A partir do momento em que disse, ele passou a torcer para que André ficasse quieto e não mencionasse nada a seu respeito, nem mesmo um elogio ou uma frase como “Não se preocupe dona Dulce, o detetive Santos é muito bom no que faz...”, porque se não sua tentativa de se passar por um detetive qualquer acabaria em um segundo e todos ali estariam ainda mais ameaçados.
Dulce o olhou curiosa, um pouco de esperança surgiu, mas de forma contida.

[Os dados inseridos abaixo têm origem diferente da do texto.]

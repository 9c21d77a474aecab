//! Host sysfs introspection.
//!
//! Every query is a point-in-time read keyed by PCI address; nothing is
//! cached.  All paths are resolved under a configurable root so tests can
//! point the whole crate at a fake device tree in a temporary directory.
//!
//! Missing optional attributes yield `None`/empty results rather than
//! errors; only attributes a device cannot function without (its bound
//! driver, its VF backing link) surface as errors to the caller, which
//! decides whether to skip the device.

use std::fs;
use std::path::{Path, PathBuf};

use crate::error::DpError;

/// Handle to the host's sysfs, rooted at `/` in production.
#[derive(Debug, Clone)]
pub struct SysFs {
    root: PathBuf,
}

impl Default for SysFs {
    fn default() -> Self {
        Self::new("/")
    }
}

/// Read a sysfs attribute file, trimming trailing whitespace.
fn read_trimmed(path: &Path) -> Option<String> {
    fs::read_to_string(path).ok().map(|s| s.trim().to_owned())
}

/// Strip the `0x` prefix of a sysfs hex ID such as `0x8086`.
fn strip_hex_prefix(s: &str) -> String {
    s.strip_prefix("0x").unwrap_or(s).to_owned()
}

impl SysFs {
    /// Create a handle rooted at `root`.
    pub fn new(root: impl Into<PathBuf>) -> Self {
        Self { root: root.into() }
    }

    /// Directory enumerating every PCI device on the host.
    pub fn pci_devices_dir(&self) -> PathBuf {
        self.root.join("sys/bus/pci/devices")
    }

    /// Sysfs directory of one PCI device.
    pub fn device_dir(&self, pci_addr: &str) -> PathBuf {
        self.pci_devices_dir().join(pci_addr)
    }

    fn net_class_dir(&self) -> PathBuf {
        self.root.join("sys/class/net")
    }

    /// PCI vendor ID without the `0x` prefix, e.g. `"8086"`.
    pub fn vendor(&self, pci_addr: &str) -> Option<String> {
        read_trimmed(&self.device_dir(pci_addr).join("vendor")).map(|s| strip_hex_prefix(&s))
    }

    /// PCI device (product) ID without the `0x` prefix, e.g. `"154c"`.
    pub fn device_id(&self, pci_addr: &str) -> Option<String> {
        read_trimmed(&self.device_dir(pci_addr).join("device")).map(|s| strip_hex_prefix(&s))
    }

    /// PCI class code, e.g. `"020000"` for an Ethernet controller.
    pub fn device_class(&self, pci_addr: &str) -> Option<String> {
        read_trimmed(&self.device_dir(pci_addr).join("class")).map(|s| strip_hex_prefix(&s))
    }

    /// PCI subclass byte extracted from the class code, e.g. `"00"`.
    pub fn subclass(&self, pci_addr: &str) -> Option<String> {
        let class = self.device_class(pci_addr)?;
        class.get(2..4).map(str::to_owned)
    }

    /// `true` when the device is a network-class (`0x02`) PCI device.
    pub fn is_net_class(&self, pci_addr: &str) -> bool {
        self.device_class(pci_addr)
            .is_some_and(|c| c.starts_with("02"))
    }

    /// Name of the kernel driver the device is bound to.
    pub fn driver_name(&self, pci_addr: &str) -> Result<String, DpError> {
        let link = self.device_dir(pci_addr).join("driver");
        let target = fs::read_link(&link)
            .map_err(|e| DpError::Discovery(format!("no driver for {pci_addr}: {e}")))?;
        target
            .file_name()
            .map(|n| n.to_string_lossy().into_owned())
            .ok_or_else(|| DpError::Discovery(format!("malformed driver link for {pci_addr}")))
    }

    /// Network interface names backed by the device, usually zero or one.
    pub fn net_names(&self, pci_addr: &str) -> Vec<String> {
        let mut names: Vec<String> = match fs::read_dir(self.device_dir(pci_addr).join("net")) {
            Ok(entries) => entries
                .filter_map(|e| e.ok())
                .map(|e| e.file_name().to_string_lossy().into_owned())
                .collect(),
            Err(_) => Vec::new(),
        };
        names.sort();
        names
    }

    /// PCI address of the physical function owning this VF, or `None` when
    /// the device is not a VF.
    pub fn pf_addr(&self, pci_addr: &str) -> Option<String> {
        let target = fs::read_link(self.device_dir(pci_addr).join("physfn")).ok()?;
        target
            .file_name()
            .map(|n| n.to_string_lossy().into_owned())
    }

    /// Interface name of the owning physical function, when resolvable.
    pub fn pf_name(&self, pci_addr: &str) -> Option<String> {
        let pf_addr = self.pf_addr(pci_addr)?;
        self.net_names(&pf_addr).into_iter().next()
    }

    /// Index of this VF under its physical function.
    ///
    /// Returns `Ok(None)` for devices that are not VFs at all; an error
    /// means the device claims a PF but the backing `virtfn` link cannot be
    /// resolved.
    pub fn vf_id(&self, pci_addr: &str) -> Result<Option<i32>, DpError> {
        let Some(pf_addr) = self.pf_addr(pci_addr) else {
            return Ok(None);
        };
        let pf_dir = self.device_dir(&pf_addr);
        let entries = fs::read_dir(&pf_dir)
            .map_err(|e| DpError::Discovery(format!("cannot read PF dir for {pci_addr}: {e}")))?;
        for entry in entries.filter_map(|e| e.ok()) {
            let name = entry.file_name().to_string_lossy().into_owned();
            let Some(idx) = name.strip_prefix("virtfn") else {
                continue;
            };
            let target = match fs::read_link(entry.path()) {
                Ok(t) => t,
                Err(_) => continue,
            };
            if target.file_name().map(|n| n.to_string_lossy().into_owned())
                == Some(pci_addr.to_owned())
            {
                let id = idx.parse::<i32>().map_err(|e| {
                    DpError::Discovery(format!("unparseable VF index {name} for {pci_addr}: {e}"))
                })?;
                return Ok(Some(id));
            }
        }
        Err(DpError::Discovery(format!(
            "no virtfn link back to {pci_addr} under PF {pf_addr}"
        )))
    }

    /// Host NUMA node of the device; `None` when unknown (sysfs reports -1).
    pub fn numa_node(&self, pci_addr: &str) -> Option<i64> {
        let raw = read_trimmed(&self.device_dir(pci_addr).join("numa_node"))?;
        match raw.parse::<i64>() {
            Ok(n) if n >= 0 => Some(n),
            _ => None,
        }
    }

    /// Link type of a network interface, derived from its ARP hardware type.
    pub fn link_type(&self, if_name: &str) -> Option<String> {
        let raw = read_trimmed(&self.net_class_dir().join(if_name).join("type"))?;
        // ARPHRD constants: 1 = Ethernet, 32 = InfiniBand.
        match raw.as_str() {
            "1" => Some("ether".to_owned()),
            "32" => Some("infiniband".to_owned()),
            other => Some(other.to_owned()),
        }
    }

    /// IOMMU group number of the device, when assigned to one.
    pub fn iommu_group(&self, pci_addr: &str) -> Option<String> {
        let target = fs::read_link(self.device_dir(pci_addr).join("iommu_group")).ok()?;
        target
            .file_name()
            .map(|n| n.to_string_lossy().into_owned())
    }

    /// Name of the UIO device node backing this device, e.g. `"uio0"`.
    pub fn uio_device(&self, pci_addr: &str) -> Option<String> {
        let mut names: Vec<String> = fs::read_dir(self.device_dir(pci_addr).join("uio"))
            .ok()?
            .filter_map(|e| e.ok())
            .map(|e| e.file_name().to_string_lossy().into_owned())
            .collect();
        names.sort();
        names.into_iter().next()
    }

    /// RDMA device names exposed by this device (empty when not RDMA-capable).
    pub fn rdma_devices(&self, pci_addr: &str) -> Vec<String> {
        let mut names: Vec<String> = match fs::read_dir(self.device_dir(pci_addr).join("infiniband"))
        {
            Ok(entries) => entries
                .filter_map(|e| e.ok())
                .map(|e| e.file_name().to_string_lossy().into_owned())
                .collect(),
            Err(_) => Vec::new(),
        };
        names.sort();
        names
    }

    /// User-verbs character device names of this device, e.g. `"uverbs0"`.
    pub fn rdma_verbs_devices(&self, pci_addr: &str) -> Vec<String> {
        let mut names: Vec<String> =
            match fs::read_dir(self.device_dir(pci_addr).join("infiniband_verbs")) {
                Ok(entries) => entries
                    .filter_map(|e| e.ok())
                    .map(|e| e.file_name().to_string_lossy().into_owned())
                    .collect(),
                Err(_) => Vec::new(),
            };
        names.sort();
        names
    }
}

#[cfg(test)]
pub(crate) mod fake {
    //! Helpers for building fake sysfs trees in tests.

    use std::fs;
    use std::path::Path;

    /// Create a PCI device directory with the standard identity attributes.
    pub fn add_pci_device(root: &Path, addr: &str, vendor: &str, device: &str, class: &str) {
        let dir = root.join("sys/bus/pci/devices").join(addr);
        fs::create_dir_all(&dir).unwrap();
        fs::write(dir.join("vendor"), format!("0x{vendor}\n")).unwrap();
        fs::write(dir.join("device"), format!("0x{device}\n")).unwrap();
        fs::write(dir.join("class"), format!("0x{class}\n")).unwrap();
    }

    /// Bind a device to a driver by creating the `driver` symlink.
    pub fn bind_driver(root: &Path, addr: &str, driver: &str) {
        let drivers = root.join("sys/bus/pci/drivers").join(driver);
        fs::create_dir_all(&drivers).unwrap();
        let link = root.join("sys/bus/pci/devices").join(addr).join("driver");
        std::os::unix::fs::symlink(format!("../../../bus/pci/drivers/{driver}"), link).unwrap();
    }

    /// Attach a network interface name to a device.
    pub fn add_net_name(root: &Path, addr: &str, if_name: &str, arp_type: &str) {
        let net = root
            .join("sys/bus/pci/devices")
            .join(addr)
            .join("net")
            .join(if_name);
        fs::create_dir_all(&net).unwrap();
        let class_if = root.join("sys/class/net").join(if_name);
        fs::create_dir_all(&class_if).unwrap();
        fs::write(class_if.join("type"), format!("{arp_type}\n")).unwrap();
    }

    /// Wire a VF to its PF with the `physfn` / `virtfn<N>` symlink pair.
    pub fn link_vf_to_pf(root: &Path, vf_addr: &str, pf_addr: &str, vf_id: u32) {
        let devices = root.join("sys/bus/pci/devices");
        std::os::unix::fs::symlink(
            format!("../{pf_addr}"),
            devices.join(vf_addr).join("physfn"),
        )
        .unwrap();
        std::os::unix::fs::symlink(
            format!("../{vf_addr}"),
            devices.join(pf_addr).join(format!("virtfn{vf_id}")),
        )
        .unwrap();
    }

    /// Place a device in an IOMMU group.
    pub fn add_iommu_group(root: &Path, addr: &str, group: &str) {
        let group_dir = root.join("sys/kernel/iommu_groups").join(group);
        fs::create_dir_all(&group_dir).unwrap();
        let link = root
            .join("sys/bus/pci/devices")
            .join(addr)
            .join("iommu_group");
        std::os::unix::fs::symlink(format!("../../../../kernel/iommu_groups/{group}"), link)
            .unwrap();
    }
}

#[cfg(test)]
mod tests {
    use super::fake;
    use super::*;
    use std::fs as stdfs;

    #[test]
    fn identity_attributes() {
        let tmp = tempfile::tempdir().unwrap();
        fake::add_pci_device(tmp.path(), "0000:02:00.1", "8086", "154c", "020000");

        let sysfs = SysFs::new(tmp.path());
        assert_eq!(sysfs.vendor("0000:02:00.1").unwrap(), "8086");
        assert_eq!(sysfs.device_id("0000:02:00.1").unwrap(), "154c");
        assert_eq!(sysfs.subclass("0000:02:00.1").unwrap(), "00");
        assert!(sysfs.is_net_class("0000:02:00.1"));
        assert!(sysfs.vendor("0000:ff:00.0").is_none());
    }

    #[test]
    fn driver_name_resolution() {
        let tmp = tempfile::tempdir().unwrap();
        fake::add_pci_device(tmp.path(), "0000:02:00.1", "8086", "154c", "020000");
        fake::bind_driver(tmp.path(), "0000:02:00.1", "vfio-pci");

        let sysfs = SysFs::new(tmp.path());
        assert_eq!(sysfs.driver_name("0000:02:00.1").unwrap(), "vfio-pci");

        // Unbound device: an error, the caller skips it.
        fake::add_pci_device(tmp.path(), "0000:02:00.2", "8086", "154c", "020000");
        assert!(sysfs.driver_name("0000:02:00.2").is_err());
    }

    #[test]
    fn vf_pf_relationship() {
        let tmp = tempfile::tempdir().unwrap();
        fake::add_pci_device(tmp.path(), "0000:02:00.0", "8086", "1572", "020000");
        fake::add_pci_device(tmp.path(), "0000:02:02.0", "8086", "154c", "020000");
        fake::add_net_name(tmp.path(), "0000:02:00.0", "enp2s0f0", "1");
        fake::link_vf_to_pf(tmp.path(), "0000:02:02.0", "0000:02:00.0", 3);

        let sysfs = SysFs::new(tmp.path());
        assert_eq!(sysfs.pf_addr("0000:02:02.0").unwrap(), "0000:02:00.0");
        assert_eq!(sysfs.pf_name("0000:02:02.0").unwrap(), "enp2s0f0");
        assert_eq!(sysfs.vf_id("0000:02:02.0").unwrap(), Some(3));
        // The PF itself is not a VF.
        assert_eq!(sysfs.vf_id("0000:02:00.0").unwrap(), None);
    }

    #[test]
    fn vf_with_broken_backing_link_errors() {
        let tmp = tempfile::tempdir().unwrap();
        fake::add_pci_device(tmp.path(), "0000:02:00.0", "8086", "1572", "020000");
        fake::add_pci_device(tmp.path(), "0000:02:02.0", "8086", "154c", "020000");
        // physfn present, but the PF has no virtfn link back.
        std::os::unix::fs::symlink(
            "../0000:02:00.0",
            tmp.path()
                .join("sys/bus/pci/devices/0000:02:02.0/physfn"),
        )
        .unwrap();

        let sysfs = SysFs::new(tmp.path());
        assert!(sysfs.vf_id("0000:02:02.0").is_err());
    }

    #[test]
    fn numa_node_unknown_is_none() {
        let tmp = tempfile::tempdir().unwrap();
        fake::add_pci_device(tmp.path(), "0000:02:00.1", "8086", "154c", "020000");
        let dev = tmp.path().join("sys/bus/pci/devices/0000:02:00.1");
        stdfs::write(dev.join("numa_node"), "-1\n").unwrap();

        let sysfs = SysFs::new(tmp.path());
        assert_eq!(sysfs.numa_node("0000:02:00.1"), None);

        stdfs::write(dev.join("numa_node"), "1\n").unwrap();
        assert_eq!(sysfs.numa_node("0000:02:00.1"), Some(1));
    }

    #[test]
    fn link_type_from_arp_hardware_type() {
        let tmp = tempfile::tempdir().unwrap();
        fake::add_pci_device(tmp.path(), "0000:02:00.1", "15b3", "1014", "020000");
        fake::add_net_name(tmp.path(), "0000:02:00.1", "ib0", "32");

        let sysfs = SysFs::new(tmp.path());
        assert_eq!(sysfs.link_type("ib0").unwrap(), "infiniband");
        assert!(sysfs.link_type("missing0").is_none());
    }

    #[test]
    fn iommu_group_number() {
        let tmp = tempfile::tempdir().unwrap();
        fake::add_pci_device(tmp.path(), "0000:02:00.0", "8086", "154c", "020000");
        fake::add_iommu_group(tmp.path(), "0000:02:00.0", "0");

        let sysfs = SysFs::new(tmp.path());
        assert_eq!(sysfs.iommu_group("0000:02:00.0").unwrap(), "0");
        assert!(sysfs.iommu_group("0000:ff:00.0").is_none());
    }
}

– Vamos achar o culpado – ele falou. – Vamos comunicar as autoridades e tudo se resolverá – Dulce assentiu balançando a cabeça. – Agora sente-se aqui – Santos a guiou até uma cadeira ao lado do corpo. – Eu preciso de espaço.

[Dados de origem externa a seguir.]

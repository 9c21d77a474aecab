//! Plugin registration service trait.
//!
//! The registration service is how the node agent discovers a plugin after
//! finding its socket: it asks for identity via `GetInfo` and later pushes
//! the handshake outcome via `NotifyRegistrationStatus`.

use async_trait::async_trait;

use crate::error::DpError;
use crate::types::{PluginInfo, RegistrationStatus};

/// Registration service — plugin identity and handshake outcome.
#[async_trait]
pub trait Registration: Send + Sync {
    /// Return the plugin type, advertised resource name, socket endpoint and
    /// supported protocol versions.
    async fn get_info(&self) -> Result<PluginInfo, DpError>;

    /// Receive the registration outcome.  A failed registration must not
    /// fail the process; implementations schedule an asynchronous restart
    /// instead.
    async fn notify_registration_status(&self, status: RegistrationStatus)
        -> Result<(), DpError>;
}
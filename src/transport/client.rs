//! Socket client used by the node agent side of the protocol, by the
//! server's own self-dial handshake, and by tests.

use std::path::Path;
use std::time::Duration;

use tokio::net::UnixStream;
use tracing::debug;

use crate::error::DpError;
use crate::message::DpMessage;
use crate::transport::codec::{read_frame, write_frame};
use crate::types::ListAndWatchResponse;

/// A lightweight plugin client: one connection, sequential requests.
pub struct DpClient {
    stream: UnixStream,
}

impl DpClient {
    /// Connect to the plugin socket at `path`.
    pub async fn connect(path: &Path) -> Result<Self, DpError> {
        let stream = UnixStream::connect(path).await.map_err(DpError::transport)?;
        debug!(path = %path.display(), "plugin connection established");
        Ok(Self { stream })
    }

    /// Connect with a bounded timeout, retrying until the socket accepts.
    ///
    /// Used for the post-`Start` self-dial handshake: the listener is bound
    /// before `Start` returns, but serving happens on a separate task, so
    /// the first attempts may race it.
    pub async fn connect_timeout(path: &Path, timeout: Duration) -> Result<Self, DpError> {
        let deadline = tokio::time::Instant::now() + timeout;
        loop {
            match UnixStream::connect(path).await {
                Ok(stream) => return Ok(Self { stream }),
                Err(e) => {
                    if tokio::time::Instant::now() >= deadline {
                        return Err(DpError::Transport(format!(
                            "handshake with {} timed out: {e}",
                            path.display()
                        )));
                    }
                    tokio::time::sleep(Duration::from_millis(100)).await;
                }
            }
        }
    }

    /// Send a unary request and wait for the corresponding response frame.
    pub async fn request(&mut self, msg: &DpMessage) -> Result<DpMessage, DpError> {
        write_frame(&mut self.stream, msg).await?;
        let response = read_frame(&mut self.stream)
            .await?
            .ok_or_else(|| DpError::Transport("connection closed before response".to_owned()))?;
        debug!(%response, "plugin response received");
        Ok(response)
    }

    /// Open the `ListAndWatch` stream on this connection.
    ///
    /// After this call, [`next_device_list`](Self::next_device_list) yields
    /// snapshots until the server terminates the stream.
    pub async fn start_watch(&mut self) -> Result<(), DpError> {
        write_frame(&mut self.stream, &DpMessage::ListAndWatch).await
    }

    /// Read the next device list snapshot; `Ok(None)` when the server has
    /// ended the stream.
    pub async fn next_device_list(&mut self) -> Result<Option<ListAndWatchResponse>, DpError> {
        match read_frame(&mut self.stream).await? {
            Some(DpMessage::DeviceList(resp)) => Ok(Some(resp)),
            Some(DpMessage::Error(e)) => Err(e),
            Some(other) => Err(DpError::Transport(format!(
                "unexpected frame on watch stream: {other}"
            ))),
            None => Ok(None),
        }
    }
}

André, Taís e os hóspedes estavam distantes observando tudo, alguns assustados com o que havia acontecido, outros nem tanto. Santos havia se tornado o centro das atenções, ele acomodou Dulce em uma cadeira e se preparou para o trabalho.
Despejado no meio da sala o corpo de Inácio era admirado por olhares curiosos. Taís havia melhorado do choque mas ainda estava mal, Dulce chorava toda vez que encarava o morto. Do lado de fora a chuva continuava, parecia não ter fim. Santos suspirou por um momento ainda de pé.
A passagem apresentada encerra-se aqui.